Scientist of the Day - Jean-Laurent Palmer
Jean-Laurent Palmer, a French metal worker and instrument maker, was born Feb. 10, 1811. Palmer ran a workshop in Paris that produced drawn wire and seamless metal tubes, and he apparently needed an instrument to measure wire diameter and the thickness of sheet stock and tube walls. In 1848, he produced the instrument illustrated in our first image: a screw micrometer. The idea for a micrometer – an instrument that measures distance or thickness by counting the turns of a screw – was 180 years old, and calipers were far older, but no one had ever combined the two into a single hand-held tool. Palmer's micrometer had two numerical scales--one to count the screw turns, and another to measure fractions of a turn. Since the threads were 1 mm apart, and since the fractional scale was divided into 20 parts, that means Palmers' instrument could measure thickness to an accuracy of .05 mm, and with a Vernier scale that could be reduced to .01 mm – one hundred-thousandth of a meter. Impressive for such a simple instrument.

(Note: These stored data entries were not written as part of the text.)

//! Per-file scan results and ignore modes.

use std::path::PathBuf;

use compact_str::CompactString;
use serde::{Deserialize, Serialize};
use strum::{Display, EnumString};

use crate::error::FileError;

/// How ignore rules are resolved for a scan.
#[derive(
    Debug, Clone, Copy, Default, PartialEq, Eq, Hash, Serialize, Deserialize, Display, EnumString,
)]
#[serde(rename_all = "lowercase")]
#[strum(serialize_all = "lowercase", ascii_case_insensitive)]
pub enum IgnoreMode {
    /// Default patterns plus every rule file found under the root.
    #[default]
    Automatic,
    /// Default and global patterns plus caller-supplied custom patterns.
    Global,
}

/// The canonical per-file result unit.
///
/// Records are immutable once built; a re-read produces a new record.
#[derive(Debug, Clone, PartialEq, Eq, Serialize, Deserialize)]
pub struct FileRecord {
    /// Absolute path on disk.
    pub absolute_path: PathBuf,

    /// Path relative to the scan root, `/`-separated.
    pub relative_path: String,

    /// File name (not full path).
    pub name: CompactString,

    /// Size in bytes as reported by the filesystem.
    pub size_bytes: u64,

    /// Content was not read because the file is binary.
    pub is_binary: bool,

    /// Content was not read because of a policy skip or an error.
    pub is_skipped: bool,

    /// Kept in results but matches a pattern hosts should not preselect.
    pub is_excluded_by_default: bool,

    /// Full UTF-8 content, empty for binary and skipped files.
    pub content: String,

    /// Token count of `content`.
    pub token_count: usize,

    /// Why the file was skipped, if it was.
    pub error: Option<String>,
}

impl FileRecord {
    /// A fully read text file.
    pub fn text(
        absolute_path: PathBuf,
        relative_path: String,
        size_bytes: u64,
        content: String,
        token_count: usize,
    ) -> Self {
        Self {
            name: file_name_of(&relative_path),
            absolute_path,
            relative_path,
            size_bytes,
            is_binary: false,
            is_skipped: false,
            is_excluded_by_default: false,
            content,
            token_count,
            error: None,
        }
    }

    /// A binary file; only its size is known.
    pub fn binary(absolute_path: PathBuf, relative_path: String, size_bytes: u64) -> Self {
        Self {
            name: file_name_of(&relative_path),
            absolute_path,
            relative_path,
            size_bytes,
            is_binary: true,
            is_skipped: false,
            is_excluded_by_default: false,
            content: String::new(),
            token_count: 0,
            error: None,
        }
    }

    /// A file that could not or should not be read.
    pub fn skipped(
        absolute_path: PathBuf,
        relative_path: String,
        size_bytes: u64,
        error: &FileError,
    ) -> Self {
        Self {
            name: file_name_of(&relative_path),
            absolute_path,
            relative_path,
            size_bytes,
            is_binary: false,
            is_skipped: true,
            is_excluded_by_default: false,
            content: String::new(),
            token_count: 0,
            error: Some(error.to_string()),
        }
    }

    /// Set the excluded-by-default flag.
    pub fn excluded_by_default(mut self, excluded: bool) -> Self {
        self.is_excluded_by_default = excluded;
        self
    }

    /// Whether this record contributes tokens.
    pub fn has_content(&self) -> bool {
        !self.is_binary && !self.is_skipped
    }
}

fn file_name_of(relative_path: &str) -> CompactString {
    let name = relative_path.rsplit('/').next().unwrap_or(relative_path);
    CompactString::new(name)
}
//! Scan progress reporting.

use std::sync::Mutex;
use std::sync::atomic::{AtomicU64, Ordering};
use std::time::{Duration, Instant};

use serde::{Deserialize, Serialize};
use tokio::sync::broadcast;
use tokio_util::sync::CancellationToken;

/// Progress information during a scan.
#[derive(Debug, Clone, Copy, Default, PartialEq, Eq, Serialize, Deserialize)]
pub struct ScanProgress {
    /// Directories listed so far.
    pub directories_visited: u64,
    /// Files turned into records so far.
    pub files_processed: u64,
}

/// Counts progress and publishes throttled snapshots.
///
/// Nothing is published once the scan's token has been cancelled.
#[derive(Debug)]
pub(crate) struct ProgressReporter {
    directories: AtomicU64,
    files: AtomicU64,
    interval: Duration,
    last_emit: Mutex<Option<Instant>>,
    tx: broadcast::Sender<ScanProgress>,
    cancel: CancellationToken,
}

impl ProgressReporter {
    pub fn new(
        tx: broadcast::Sender<ScanProgress>,
        interval: Duration,
        cancel: CancellationToken,
    ) -> Self {
        Self {
            directories: AtomicU64::new(0),
            files: AtomicU64::new(0),
            interval,
            last_emit: Mutex::new(None),
            tx,
            cancel,
        }
    }

    pub fn record_dir(&self) {
        self.directories.fetch_add(1, Ordering::Relaxed);
        self.maybe_emit();
    }

    pub fn record_file(&self) {
        self.files.fetch_add(1, Ordering::Relaxed);
        self.maybe_emit();
    }

    pub fn snapshot(&self) -> ScanProgress {
        ScanProgress {
            directories_visited: self.directories.load(Ordering::Relaxed),
            files_processed: self.files.load(Ordering::Relaxed),
        }
    }

    /// Publish the final snapshot regardless of the throttle.
    pub fn finish(&self) -> ScanProgress {
        let snapshot = self.snapshot();
        if !self.cancel.is_cancelled() {
            let _ = self.tx.send(snapshot);
        }
        snapshot
    }

    fn maybe_emit(&self) {
        if self.cancel.is_cancelled() {
            return;
        }
        let now = Instant::now();
        {
            let Ok(mut last) = self.last_emit.lock() else {
                return;
            };
            if last.is_some_and(|at| now.duration_since(at) < self.interval) {
                return;
            }
            *last = Some(now);
        }
        // No receivers is fine.
        let _ = self.tx.send(self.snapshot());
    }
}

Palmer received a patent for his device in 1848. It is instructive to look at a modern micrometer (third image) and compare it to Palmer’s original instrument; 170 years of refinements have left the basic design unchanged. Seldom has an instrument sprung more fully formed from the head of Zeus or whoever is the god of instrument-making. Palmer got almost everything correct, right from the get-go. Versions of his micrometer, or “Palmer” as the French still call it, were used in and around Paris until 1867, when one was spotted by an American company at a French trade show and put into mass production in the United States, with Palmer, unfortunately, disappearing from the historical picture until fairly recently.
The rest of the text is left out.